Einmal Batman sein... Und dazu muss man gar nicht erst ins dystopische Gotham City, wo der fiktive Superheld lebt. Ein Ausflug zu BMW Classic in München reicht. Dort steht ein echtes Batmobil, wie die Rennversion des legendären Coupés genannt wurde. Ausfahrt mit der weiß-blauen Legende 3,0 CSL. Unser Autor Rudolf Bögel als Steuermann, quasi als Batman.
Bei diesem Auto war schon vor 50 Jahren alles anders: Zum Beispiel die Serienausstattung. Sie zeichnete sich durch Verzicht aus: Eine Frontstoßstange gab es nicht, zumindest ab Werk. Wer wollte, konnte sie gegen Aufpreis nachrüsten lassen. Rennsport-Fans mussten nach dem Kauf sogar den Gang zur Werkstatt antreten. Der Heckspoiler, der dem 3,0 CSL den Spitznamen „Batmobil“ verliehen hatte, war ebenfalls Sonderzubehör. Aber eines mit Aufmerksamkeitsgarantie. Als der Rennfahrer Hans-Joachim Stuck mit seinem Dienst-CSL beim Tanken war, wurde er weiland gefragt, ob das Teil hinten auf seinem BMW ein neuer Skiträger wäre. Aber zurück zu den Ursprüngen des CSL:
„Sehr geehrter Herr Redakteur, die Bayerischen Motoren Werke rüsten jetzt ihr Leichtbau-Coupé auch mit einem 3-Liter-Einspritzmotor aus.
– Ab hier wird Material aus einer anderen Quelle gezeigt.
use ratatui::{
    layout::Rect,
    style::{Color, Style},
    text::{Line, Span},
    widgets::Paragraph,
    Frame,
};

use crate::logic::errors::error_type_label;
use crate::model::Model;

/// Build the status line text (extracted for testability)
pub fn build_status_line(model: &Model) -> Line<'static> {
    let mut spans = vec![Span::raw(format!("Facts: {}", model.feed.len()))];

    spans.push(Span::raw(" │ "));
    if model.ui.in_flight > 0 {
        spans.push(Span::styled(
            format!("{} request(s) pending", model.ui.in_flight),
            Style::default().fg(Color::Yellow),
        ));
    } else {
        spans.push(Span::styled("Idle", Style::default().fg(Color::Green)));
    }

    if let Some(error_type) = &model.ui.last_error {
        spans.push(Span::raw(" │ "));
        spans.push(Span::styled(
            format!("Last error: {}", error_type_label(error_type)),
            Style::default().fg(Color::Red),
        ));
    }

    Line::from(spans)
}

/// Render the bottom status bar
pub fn render_status_bar(f: &mut Frame, area: Rect, model: &Model) {
    let paragraph =
        Paragraph::new(build_status_line(model)).style(Style::default().fg(Color::Gray));
    f.render_widget(paragraph, area);
}
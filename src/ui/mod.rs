// UI module - handles all TUI rendering using Ratatui
//
// Architecture:
// - layout: Calculates screen layout (feed, lookup, board, legend, status)
// - render: Main orchestration function that coordinates all rendering
// - fact_feed: Renders the newest-first fact list
// - lookup: Renders the name input box and the lookup result
// - messages: Renders the message board
// - legend: Renders hotkey legend
// - status_bar: Renders bottom status bar (pending requests, last error)
// - toast: Renders toast notifications (brief pop-up messages)

pub mod fact_feed;
pub mod layout;
pub mod legend;
pub mod lookup;
pub mod messages;
pub mod render;
pub mod status_bar;
pub mod toast;

// Re-export main render function for convenience
pub use render::render;
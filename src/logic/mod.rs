//! Business Logic
//!
//! This module contains pure business logic functions that can be unit tested:
//! - errors: Fetch error kinds and classification
//! - formatting: Display text derived from decoded payloads
//! - input: Pre-flight guard on the name field
//! - ui: Toast and highlight timing

pub mod errors;
pub mod formatting;
pub mod input;
pub mod ui;
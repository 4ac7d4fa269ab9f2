use ratatui::layout::{Constraint, Direction, Layout, Rect};

/// Layout information for rendering
pub struct LayoutInfo {
    /// Left pane: the accumulating fact feed
    pub feed_area: Rect,
    /// Name input box
    pub input_area: Rect,
    /// Lookup result container
    pub result_area: Rect,
    /// Message board
    pub board_area: Rect,
    /// Hotkey legend area (full width)
    pub legend_area: Rect,
    /// Bottom status bar area
    pub status_area: Rect,
}

/// Calculate the screen layout for all UI components
pub fn calculate_layout(terminal_size: Rect, legend_height: u16) -> LayoutInfo {
    let main_chunks = Layout::default()
        .direction(Direction::Vertical)
        .constraints([
            Constraint::Min(6),                // Content area
            Constraint::Length(legend_height), // Legend (exact fit for wrapped content)
            Constraint::Length(1),             // Status bar
        ])
        .split(terminal_size);

    // Feed gets the larger share; lookup and messages stack on the right
    let content_chunks = Layout::default()
        .direction(Direction::Horizontal)
        .constraints([Constraint::Percentage(60), Constraint::Percentage(40)])
        .split(main_chunks[0]);

    let side_chunks = Layout::default()
        .direction(Direction::Vertical)
        .constraints([
            Constraint::Length(3), // Input box (border, text, border)
            Constraint::Length(5), // Result (up to 3 wrapped lines)
            Constraint::Min(3),    // Messages
        ])
        .split(content_chunks[1]);

    LayoutInfo {
        feed_area: content_chunks[0],
        input_area: side_chunks[0],
        result_area: side_chunks[1],
        board_area: side_chunks[2],
        legend_area: main_chunks[1],
        status_area: main_chunks[2],
    }
}

#[cfg(test)]
mod tests {
    use super::*;

    #[test]
    fn test_layout_fills_terminal() {
        let size = Rect::new(0, 0, 100, 30);
        let info = calculate_layout(size, 3);

        assert_eq!(info.status_area.height, 1);
        assert_eq!(info.status_area.y, 29);
        assert_eq!(info.legend_area.height, 3);
        assert_eq!(info.feed_area.width + info.input_area.width, 100);
        assert_eq!(info.input_area.height, 3);
        assert_eq!(info.result_area.height, 5);
        assert_eq!(info.feed_area.height, 26);
    }
}
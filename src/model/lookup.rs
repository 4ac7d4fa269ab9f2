//! Gender Lookup Model
//!
//! The input field plus the replace-in-place result container.

/// What the single result child currently shows
#[derive(Clone, Copy, Debug, PartialEq, Eq)]
pub enum LookupNodeKind {
    Answer,
    Guidance,
    Error,
}

#[derive(Clone, Debug, PartialEq, Eq)]
pub struct LookupNode {
    pub text: String,
    pub kind: LookupNodeKind,
}

#[derive(Clone, Debug, Default)]
pub struct LookupModel {
    /// Current value of the name input field
    pub input: String,

    /// The container's single child (None until the first lookup)
    pub result: Option<LookupNode>,

    /// Sequence of the newest lookup written into `result`
    applied_seq: u64,
}

impl LookupModel {
    pub fn new() -> Self {
        Self::default()
    }

    /// Whether a response for request `seq` may still replace the result
    ///
    /// A lookup answered after a newer one has been shown is stale.
    pub fn accepts(&self, seq: u64) -> bool {
        seq >= self.applied_seq
    }

    /// Replace the result child, unless `seq` is stale
    ///
    /// Returns whether the container changed.
    pub fn apply(&mut self, seq: u64, node: LookupNode) -> bool {
        if !self.accepts(seq) {
            return false;
        }
        self.applied_seq = seq;
        self.result = Some(node);
        true
    }

    pub fn applied_seq(&self) -> u64 {
        self.applied_seq
    }

    pub fn push_char(&mut self, c: char) {
        self.input.push(c);
    }

    pub fn pop_char(&mut self) {
        self.input.pop();
    }

    pub fn clear_input(&mut self) {
        self.input.clear();
    }
}
//! Integration tests for the cat fact feed
//!
//! Drives the full action: trigger → background service → response handler,
//! with a scripted transport in place of the network.

mod common;

use std::collections::HashSet;
use std::sync::Arc;
use tokio::sync::Notify;

use common::MockTransport;
use fetchdeck::api::DEFAULT_FACT_URL;
use fetchdeck::handlers::{handle_api_response, trigger_fact};
use fetchdeck::logic::errors::FetchError;
use fetchdeck::logic::formatting::MISSING_FACT_TEXT;
use fetchdeck::model::Model;
use fetchdeck::services::api::spawn_api_service;

/// Test: A successful fetch renders the fact text and puts it above older facts
#[tokio::test]
async fn test_fact_is_prepended() {
    let transport = MockTransport::new();
    transport.reply(
        DEFAULT_FACT_URL,
        r#"{"fact":"Cats have five toes on their front paws.","length":40}"#,
    );
    transport.reply(
        DEFAULT_FACT_URL,
        r#"{"fact":"A group of cats is called a clowder.","length":36}"#,
    );

    let (tx, mut rx) = spawn_api_service(common::client(transport.clone()));
    let mut model = Model::default();

    trigger_fact(&mut model, &tx);
    handle_api_response(&mut model, rx.recv().await.unwrap());
    trigger_fact(&mut model, &tx);
    handle_api_response(&mut model, rx.recv().await.unwrap());

    let texts: Vec<&str> = model.feed.nodes().map(|n| n.text.as_str()).collect();
    assert_eq!(
        texts,
        vec![
            "A group of cats is called a clowder.",
            "Cats have five toes on their front paws."
        ]
    );
    assert_eq!(transport.calls(), vec![DEFAULT_FACT_URL, DEFAULT_FACT_URL]);
    assert_eq!(model.ui.in_flight, 0);
}

/// Test: The node keeps the fact byte for byte, whitespace included
#[tokio::test]
async fn test_fact_text_is_stored_verbatim() {
    let transport = MockTransport::new();
    transport.reply(DEFAULT_FACT_URL, r#"{"fact":"Cats  have\nwhiskers."}"#);

    let (tx, mut rx) = spawn_api_service(common::client(transport));
    let mut model = Model::default();

    trigger_fact(&mut model, &tx);
    handle_api_response(&mut model, rx.recv().await.unwrap());

    let node = model.feed.newest().expect("a node for the fact");
    assert!(!node.missing);
    assert_eq!(node.text, "Cats  have\nwhiskers.");
}

/// Test: Two triggers before either response arrives both render, in arrival order
#[tokio::test]
async fn test_double_trigger_renders_both_responses() {
    let transport = MockTransport::new();
    let gate = Arc::new(Notify::new());
    transport.reply_after(DEFAULT_FACT_URL, r#"{"fact":"slow fact"}"#, gate.clone());
    transport.reply(DEFAULT_FACT_URL, r#"{"fact":"fast fact"}"#);

    let (tx, mut rx) = spawn_api_service(common::client(transport));
    let mut model = Model::default();

    let first = trigger_fact(&mut model, &tx).unwrap();
    let second = trigger_fact(&mut model, &tx).unwrap();
    assert_ne!(first, second);
    assert_eq!(model.ui.in_flight, 2);

    // Only the ungated reply can arrive now
    let early = rx.recv().await.unwrap();
    handle_api_response(&mut model, early);
    assert_eq!(model.feed.len(), 1);

    gate.notify_one();
    let late = rx.recv().await.unwrap();
    let late_seq = late.seq();
    handle_api_response(&mut model, late);

    assert_eq!(model.feed.len(), 2);
    assert_eq!(model.feed.newest().map(|n| n.seq), Some(late_seq));
    let texts: HashSet<&str> = model.feed.nodes().map(|n| n.text.as_str()).collect();
    assert_eq!(texts, HashSet::from(["slow fact", "fast fact"]));
    assert_eq!(model.ui.in_flight, 0);
}

/// Test: A payload without `fact` renders a visible placeholder instead of crashing
#[tokio::test]
async fn test_missing_fact_field_renders_placeholder() {
    let transport = MockTransport::new();
    transport.reply(DEFAULT_FACT_URL, "{}");

    let (tx, mut rx) = spawn_api_service(common::client(transport));
    let mut model = Model::default();

    trigger_fact(&mut model, &tx);
    handle_api_response(&mut model, rx.recv().await.unwrap());

    let node = model.feed.newest().expect("a node for the empty answer");
    assert!(node.missing);
    assert_eq!(node.text, MISSING_FACT_TEXT);
}

/// Test: A network failure leaves the feed untouched and surfaces a toast
#[tokio::test]
async fn test_network_failure_is_contained() {
    let transport = MockTransport::new();
    transport.fail(DEFAULT_FACT_URL, FetchError::network("dns lookup failed"));

    let (tx, mut rx) = spawn_api_service(common::client(transport));
    let mut model = Model::default();

    trigger_fact(&mut model, &tx);
    handle_api_response(&mut model, rx.recv().await.unwrap());

    assert!(model.feed.is_empty());
    let (toast, _) = model.ui.toast_message.as_ref().expect("toast shown");
    assert!(toast.starts_with("Error:"));
    assert!(model.ui.last_error.is_some());
}

/// Test: Non-JSON bodies count as malformed, not as network errors
#[tokio::test]
async fn test_html_body_is_malformed() {
    let transport = MockTransport::new();
    transport.reply(DEFAULT_FACT_URL, "<html>502 Bad Gateway</html>");

    let (tx, mut rx) = spawn_api_service(common::client(transport));
    let mut model = Model::default();

    trigger_fact(&mut model, &tx);
    let response = rx.recv().await.unwrap();
    assert!(response.error().is_some_and(FetchError::is_malformed));
    handle_api_response(&mut model, response);
    assert_eq!(model.feed.len(), 1);
}
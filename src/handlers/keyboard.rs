//! Keyboard Input Handler
//!
//! Maps key presses to actions. Two modes: single-key commands while the
//! feed has focus, plain text entry while the name field has focus.

use crossterm::event::{KeyCode, KeyEvent, KeyEventKind, KeyModifiers};
use tokio::sync::mpsc::UnboundedSender;

use super::actions::{trigger_fact, trigger_lookup, trigger_messages};
use crate::model::{Focus, Model};
use crate::services::api::ApiRequest;

/// Handle keyboard input
pub fn handle_key(model: &mut Model, key: KeyEvent, requests: &UnboundedSender<ApiRequest>) {
    // Release/repeat events arrive on some platforms; act on presses only
    if key.kind != KeyEventKind::Press {
        return;
    }

    if key.modifiers.contains(KeyModifiers::CONTROL) && key.code == KeyCode::Char('c') {
        model.ui.should_quit = true;
        return;
    }

    match model.ui.focus {
        Focus::Feed => handle_feed_key(model, key, requests),
        Focus::NameInput => handle_input_key(model, key, requests),
    }
}

fn handle_feed_key(model: &mut Model, key: KeyEvent, requests: &UnboundedSender<ApiRequest>) {
    match key.code {
        KeyCode::Char('q') => model.ui.should_quit = true,
        KeyCode::Char('f') => {
            trigger_fact(model, requests);
        }
        KeyCode::Char('m') => {
            trigger_messages(model, requests);
        }
        KeyCode::Char('n') | KeyCode::Tab => model.ui.focus = Focus::NameInput,
        KeyCode::Char('x') => {
            model.feed.clear();
            model.show_toast("Feed cleared".to_string());
        }
        KeyCode::Down | KeyCode::Char('j') => model.feed.scroll_down(),
        KeyCode::Up | KeyCode::Char('k') => model.feed.scroll_up(),
        _ => {}
    }
}

fn handle_input_key(model: &mut Model, key: KeyEvent, requests: &UnboundedSender<ApiRequest>) {
    match key.code {
        KeyCode::Enter => {
            trigger_lookup(model, requests);
        }
        KeyCode::Esc | KeyCode::Tab => model.ui.focus = Focus::Feed,
        KeyCode::Backspace => model.lookup.pop_char(),
        KeyCode::Char(c) if !key.modifiers.contains(KeyModifiers::CONTROL) => {
            model.lookup.push_char(c)
        }
        _ => {}
    }
}
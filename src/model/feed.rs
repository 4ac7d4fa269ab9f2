//! Fact Feed Model
//!
//! The accumulating container of the cat-fact action. Every response adds a
//! node at the front; nodes are never reused or edited.

use std::collections::VecDeque;
use std::time::Instant;

use chrono::{DateTime, Local};

/// One rendered fact
#[derive(Clone, Debug)]
pub struct FactNode {
    /// Sequence number of the request that produced this node
    pub seq: u64,
    pub text: String,
    /// The response decoded but carried no `fact`
    pub missing: bool,
    pub fetched_at: DateTime<Local>,
    pub received: Instant,
}

impl FactNode {
    pub fn new(seq: u64, text: String) -> Self {
        Self {
            seq,
            text,
            missing: false,
            fetched_at: Local::now(),
            received: Instant::now(),
        }
    }

    pub fn missing(seq: u64) -> Self {
        Self {
            missing: true,
            ..Self::new(seq, crate::logic::formatting::MISSING_FACT_TEXT.to_string())
        }
    }

    /// Whether the node is still inside its fade-in window
    pub fn is_fresh(&self) -> bool {
        crate::logic::ui::should_highlight_fact(self.received.elapsed().as_millis())
    }
}

/// Newest-first list of fact nodes
#[derive(Clone, Debug, Default)]
pub struct FactFeed {
    nodes: VecDeque<FactNode>,
    /// Index of the first visible node
    pub scroll: usize,
}

impl FactFeed {
    pub fn new() -> Self {
        Self::default()
    }

    /// Insert before every previously rendered node
    pub fn prepend(&mut self, node: FactNode) {
        self.nodes.push_front(node);
        // Keep the viewport anchored on whatever the user was reading
        if self.scroll > 0 {
            self.scroll += 1;
        }
    }

    pub fn nodes(&self) -> impl Iterator<Item = &FactNode> {
        self.nodes.iter()
    }

    pub fn newest(&self) -> Option<&FactNode> {
        self.nodes.front()
    }

    pub fn len(&self) -> usize {
        self.nodes.len()
    }

    pub fn is_empty(&self) -> bool {
        self.nodes.is_empty()
    }

    pub fn clear(&mut self) {
        self.nodes.clear();
        self.scroll = 0;
    }

    pub fn scroll_down(&mut self) {
        if self.scroll + 1 < self.nodes.len() {
            self.scroll += 1;
        }
    }

    pub fn scroll_up(&mut self) {
        self.scroll = self.scroll.saturating_sub(1);
    }
}
//! External Services
//!
//! This module contains services that interact with external systems:
//! - api: background worker issuing one task per fetch

pub mod api;

// Re-export commonly used types for convenience
pub use api::{ApiRequest, ApiResponse};
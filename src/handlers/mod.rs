//! Event Handlers
//!
//! This module contains handlers for different types of events:
//! - actions: Triggers that issue one fetch each
//! - api: Responses from the background service, written into containers
//! - keyboard: User keyboard input
//!
//! Handlers take the model explicitly; the UI loop owns it and is the only
//! caller, so containers are mutated from one thread.

pub mod actions;
pub mod api;
pub mod keyboard;

// Re-export for convenience
pub use actions::{trigger_fact, trigger_lookup, trigger_messages};
pub use api::handle_api_response;
pub use keyboard::handle_key;
//! Scripted transport shared by the integration tests
//!
//! Replies are matched by URL prefix and consumed in order. A reply can be
//! held back behind a `Notify` so tests decide which response arrives first.

#![allow(dead_code)]

use async_trait::async_trait;
use std::collections::VecDeque;
use std::sync::{Arc, Mutex};
use tokio::sync::Notify;

use fetchdeck::api::{ApiClient, Endpoints, Transport};
use fetchdeck::logic::errors::FetchError;

struct Reply {
    body: Result<String, FetchError>,
    gate: Option<Arc<Notify>>,
}

#[derive(Default)]
pub struct MockTransport {
    routes: Mutex<Vec<(String, VecDeque<Reply>)>>,
    calls: Mutex<Vec<String>>,
}

impl MockTransport {
    pub fn new() -> Arc<Self> {
        Arc::new(Self::default())
    }

    fn push(&self, prefix: &str, reply: Reply) {
        let mut routes = self.routes.lock().unwrap();
        match routes.iter_mut().find(|(p, _)| p == prefix) {
            Some((_, replies)) => replies.push_back(reply),
            None => routes.push((prefix.to_string(), VecDeque::from([reply]))),
        }
    }

    /// Answer the next request starting with `prefix` with `body`
    pub fn reply(&self, prefix: &str, body: &str) {
        self.push(
            prefix,
            Reply {
                body: Ok(body.to_string()),
                gate: None,
            },
        );
    }

    /// Fail the next request starting with `prefix`
    pub fn fail(&self, prefix: &str, error: FetchError) {
        self.push(
            prefix,
            Reply {
                body: Err(error),
                gate: None,
            },
        );
    }

    /// Answer with `body`, but only once `gate` is notified
    pub fn reply_after(&self, prefix: &str, body: &str, gate: Arc<Notify>) {
        self.push(
            prefix,
            Reply {
                body: Ok(body.to_string()),
                gate: Some(gate),
            },
        );
    }

    pub fn calls(&self) -> Vec<String> {
        self.calls.lock().unwrap().clone()
    }
}

#[async_trait]
impl Transport for MockTransport {
    async fn get(&self, url: &str) -> Result<String, FetchError> {
        self.calls.lock().unwrap().push(url.to_string());

        let reply = {
            let mut routes = self.routes.lock().unwrap();
            routes
                .iter_mut()
                .find(|(prefix, _)| url.starts_with(prefix.as_str()))
                .and_then(|(_, replies)| replies.pop_front())
        };

        let Some(reply) = reply else {
            return Err(FetchError::network(format!("no reply scripted for {}", url)));
        };

        if let Some(gate) = reply.gate {
            gate.notified().await;
        }
        reply.body
    }
}

pub fn client(transport: Arc<MockTransport>) -> ApiClient {
    ApiClient::new(transport, Endpoints::default())
}
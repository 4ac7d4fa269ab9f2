use anyhow::Result;
use clap::Parser;
use crossterm::{
    event::{self, Event},
    execute,
    terminal::{disable_raw_mode, enable_raw_mode, EnterAlternateScreen, LeaveAlternateScreen},
};
use ratatui::{backend::CrosstermBackend, Terminal};
use std::{io, sync::Arc, time::Duration};
use tokio::sync::mpsc;

use fetchdeck::{
    api::{ApiClient, ReqwestTransport},
    config::{find_config_path, Config},
    handlers,
    model::Model,
    services::{self, ApiRequest, ApiResponse},
    ui,
    utils::{self, log_debug},
};

/// Cat facts, name lookups and messages in your terminal
#[derive(Parser, Debug)]
#[command(author, version, about, long_about = None)]
struct Args {
    /// Enable debug logging to <tmp>/fetchdeck-debug.log
    #[arg(short, long)]
    debug: bool,

    /// Path to config file (default: platform-specific, see docs)
    #[arg(short, long)]
    config: Option<String>,

    /// Do not load the message board on start-up
    #[arg(long)]
    no_messages: bool,
}

struct App {
    model: Model,
    api_tx: mpsc::UnboundedSender<ApiRequest>,
    api_rx: mpsc::UnboundedReceiver<ApiResponse>,
}

impl App {
    fn new(config: &Config) -> Result<Self> {
        let transport = ReqwestTransport::new(config.request_timeout())?;
        let client = ApiClient::new(Arc::new(transport), config.endpoints());
        log_debug(&format!("Endpoints: {:?}", client.endpoints()));

        let (api_tx, api_rx) = services::api::spawn_api_service(client);

        Ok(App {
            model: Model::new(config),
            api_tx,
            api_rx,
        })
    }

    /// Apply every response that has arrived since the last frame
    fn drain_responses(&mut self) {
        while let Ok(response) = self.api_rx.try_recv() {
            handlers::handle_api_response(&mut self.model, response);
        }
    }
}

fn load_config(cli_path: Option<&str>) -> Result<Config> {
    match find_config_path(cli_path)? {
        Some(path) => {
            log_debug(&format!("Loading config from: {:?}", path));
            Config::load(&path)
        }
        None => {
            log_debug("No config file found, using defaults");
            Ok(Config::default())
        }
    }
}

#[tokio::main]
async fn main() -> Result<()> {
    let args = Args::parse();

    utils::set_debug_mode(args.debug);
    if args.debug {
        log_debug("Debug mode enabled");
    }

    let mut config = load_config(args.config.as_deref())?;
    if args.no_messages {
        config.load_messages_on_start = false;
    }

    let mut app = App::new(&config)?;
    if config.load_messages_on_start {
        handlers::trigger_messages(&mut app.model, &app.api_tx);
    }

    // Setup terminal
    enable_raw_mode()?;
    let mut stdout = io::stdout();
    execute!(stdout, EnterAlternateScreen)?;
    let backend = CrosstermBackend::new(stdout);
    let mut terminal = Terminal::new(backend)?;

    // Run app with error handler
    let result = run_app(&mut terminal, &mut app);

    // Cleanup terminal
    disable_raw_mode()?;
    execute!(terminal.backend_mut(), LeaveAlternateScreen)?;
    terminal.show_cursor()?;

    // Return result after cleanup
    result
}

fn run_app<B: ratatui::backend::Backend>(terminal: &mut Terminal<B>, app: &mut App) -> Result<()> {
    loop {
        terminal.draw(|f| {
            ui::render(f, &app.model);
        })?;

        if app.model.ui.should_dismiss_toast() {
            app.model.dismiss_toast();
        }

        if app.model.ui.should_quit {
            break;
        }

        // Responses are applied in arrival order, on this thread only
        app.drain_responses();

        // Short poll keeps the fact highlight and toast timing smooth
        if event::poll(Duration::from_millis(100))? {
            if let Event::Key(key) = event::read()? {
                handlers::handle_key(&mut app.model, key, &app.api_tx);
            }
        }
    }

    log_debug("Quit requested");
    Ok(())
}
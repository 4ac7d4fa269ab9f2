use ratatui::{
    layout::Rect,
    style::{Color, Style},
    text::{Line, Span},
    widgets::{Block, Borders, Paragraph},
    Frame,
};

use crate::model::Focus;

fn key(label: &'static str) -> Span<'static> {
    Span::styled(label, Style::default().fg(Color::Yellow))
}

/// Build hotkey spans (extracted for testability)
fn build_hotkey_spans(focus: Focus) -> Vec<Span<'static>> {
    let mut hotkey_spans = vec![];

    match focus {
        Focus::Feed => {
            hotkey_spans.extend(vec![
                key("f"),
                Span::raw(":Cat Fact  "),
                key("n/Tab"),
                Span::raw(":Name Lookup  "),
                key("m"),
                Span::raw(":Reload Messages  "),
                key("↑/↓"),
                Span::raw(":Scroll  "),
                key("x"),
                Span::raw(":Clear Feed  "),
                key("q"),
                Span::raw(":Quit"),
            ]);
        }
        Focus::NameInput => {
            // Letters are text while typing, so only non-printing keys are listed
            hotkey_spans.extend(vec![
                key("Enter"),
                Span::raw(":Look Up  "),
                key("Esc/Tab"),
                Span::raw(":Back  "),
                key("^C"),
                Span::raw(":Quit"),
            ]);
        }
    }

    hotkey_spans
}

/// Build the legend paragraph (reusable for both rendering and height calculation)
pub fn build_legend_paragraph(focus: Focus) -> Paragraph<'static> {
    Paragraph::new(vec![Line::from(build_hotkey_spans(focus))])
        .block(Block::default().borders(Borders::ALL).title("Hotkeys"))
        .style(Style::default().fg(Color::Gray))
        .wrap(ratatui::widgets::Wrap { trim: false })
}

/// Render the hotkey legend
pub fn render_legend(f: &mut Frame, area: Rect, focus: Focus) {
    f.render_widget(build_legend_paragraph(focus), area);
}

/// Calculate required height for legend based on terminal width and content
pub fn calculate_legend_height(terminal_width: u16, focus: Focus) -> u16 {
    // line_count() doesn't account for borders when a block is attached
    let paragraph_for_counting = Paragraph::new(vec![Line::from(build_hotkey_spans(focus))])
        .wrap(ratatui::widgets::Wrap { trim: false });

    let available_width = terminal_width.saturating_sub(2);
    let line_count = paragraph_for_counting.line_count(available_width);

    // Add top + bottom borders, ensure minimum of 3
    (line_count as u16).saturating_add(2).max(3)
}

#[cfg(test)]
mod tests {
    use super::*;

    /// Helper function to convert spans to plain text for assertions
    fn spans_to_text(spans: &[Span]) -> String {
        spans
            .iter()
            .map(|span| span.content.as_ref())
            .collect::<Vec<_>>()
            .join("")
    }

    #[test]
    fn test_feed_legend_lists_actions() {
        let text = spans_to_text(&build_hotkey_spans(Focus::Feed));
        assert!(text.contains("f:Cat Fact"), "got: {}", text);
        assert!(text.contains("m:Reload Messages"), "got: {}", text);
        assert!(text.contains("q:Quit"), "got: {}", text);
    }

    #[test]
    fn test_input_legend_hides_letter_commands() {
        let text = spans_to_text(&build_hotkey_spans(Focus::NameInput));
        assert!(text.contains("Enter:Look Up"), "got: {}", text);
        // 'q' would be typed into the field, so it must not be advertised
        assert!(!text.contains("q:Quit"), "got: {}", text);
    }

    #[test]
    fn test_legend_height_grows_on_narrow_terminal() {
        let wide = calculate_legend_height(200, Focus::Feed);
        let narrow = calculate_legend_height(30, Focus::Feed);
        assert_eq!(wide, 3);
        assert!(narrow > wide);
    }
}
//! Fact Feed UI
//!
//! Renders the newest-first list of cat facts.

use ratatui::{
    layout::Rect,
    style::{Color, Modifier, Style},
    text::{Line, Span},
    widgets::{Block, Borders, Paragraph, Wrap},
    Frame,
};

use crate::logic::formatting::normalize_fact;
use crate::model::{FactFeed, FactNode};

fn node_lines(node: &FactNode) -> Vec<Line<'_>> {
    let text_style = if node.missing {
        Style::default().fg(Color::DarkGray).add_modifier(Modifier::ITALIC)
    } else if node.is_fresh() {
        Style::default().fg(Color::Green).add_modifier(Modifier::BOLD)
    } else {
        Style::default()
    };

    vec![
        Line::from(vec![
            Span::styled(
                node.fetched_at.format("%H:%M:%S").to_string(),
                Style::default().fg(Color::DarkGray),
            ),
            Span::raw(" "),
            Span::styled(normalize_fact(&node.text), text_style),
        ]),
        Line::raw(""),
    ]
}

/// Render the fact feed, starting at the feed's scroll offset
pub fn render_fact_feed(f: &mut Frame, area: Rect, feed: &FactFeed, focused: bool) {
    let title = if feed.is_empty() {
        " Cat Facts ".to_string()
    } else {
        format!(" Cat Facts ({}) ", feed.len())
    };

    let border_color = if focused { Color::Cyan } else { Color::Gray };
    let block = Block::default()
        .borders(Borders::ALL)
        .title(title)
        .border_style(Style::default().fg(border_color));

    let lines: Vec<Line> = if feed.is_empty() {
        vec![Line::styled(
            "Press f to fetch a cat fact.",
            Style::default().fg(Color::DarkGray),
        )]
    } else {
        feed.nodes().skip(feed.scroll).flat_map(node_lines).collect()
    };

    let paragraph = Paragraph::new(lines).block(block).wrap(Wrap { trim: true });
    f.render_widget(paragraph, area);
}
Für eine Veröffentlichung wären wir Ihnen dankbar.“
Mit diesen dürren Worten fing eine Pressemitteilung vom 14. August 1972 an. Dabei ging es um den E9, dem schönsten Coupé, das BMW jemals im Programm hatte. Nach dem CS und dem CSi baute BMW zusammen mit Alpina die Rennsportversion CSL, zunächst mit dem Vergasermotor und 180 PS, dann bekam das Batmobil den Einspritzer mit 200 PS. Im Fahrzeug-Prospekt von damals wurde BMW blumiger in der Ausdrucksweise:
„Überlegenheit durch Siege: Die Einheit durch Mensch und Maschine ist treibende Kraft im BMW-Automobilbau... im BMW CSL findet die konstruktive Überlegenheit von BMW ihren sportlichen Höhepunkt. Denn in ihm steckt die Begeisterung der Ingenieure für sportliches Fahren.“
Entscheidend am CSL war allerdings nicht, was in ihm steckte, sondern was nicht drin war. Das L steht nämlich für Leichtbau. Also hat man Türen, Heckklappe und Kofferraumdeckel aus Aluminium gemacht. Auch bei den Scheiben senkte man das Gewicht durch ein anderes Material, die elektrischen Fensterheber fielen weg. Vorne keine Stoßstange, hinten eine aus Plastik, nur 2,5 Kilogramm schwer - und schon wog das Auto nur noch 1165 Kilogramm. Das macht ein Leistungsgewicht von 5,8 Kilo pro PS. Zum Vergleich: Ein einfacher Porsche 911 Carrera wiegt heutzutage schon 1,5 Tonnen. BMW war von sich und vom CSL begeistert:
„Eine Spezialversion, in der alle konstruktiven Möglichkeiten auf Leistung und Fahreigenschaften ausgerichtet sind. Für den Wettbewerb und die Straße. Der BMW 3,0 CSL ist ein rennerprobtes Automobil. Es zeigt, was Freude am Fahren in der sportlichsten Form bedeutet.“
Mit dem Leichtbau alleine war es noch nicht getan. Die Karosserie wurde um 20 Millimeter abgesenkt, um die Wankneigung auch ohne Stabilisatoren in den Griff zu bekommen. Schraubenfedern, Gasdruckdämpfer und eine Differenzialsperre machten aus dem eher zahmen CSi ein „Bad Mobil“ für die Rennstrecke. Das sollte der Käufer nicht nur spüren, sondern auch sehen:
„Im Cockpit herrscht Rennatmosphäre. Die Ausstattung erlaubt einen reaktionsschnellen Fahrstil. Durch das griffsichere Sport-Lederlenkrad und die direkte Lenkung hat der Fahrer den BMW 3,0 CSL fest in der Hand.“
Im Gegensatz zu Cockpits der Moderne ist der BMW 3,0 CSL tatsächlich aufgeräumt.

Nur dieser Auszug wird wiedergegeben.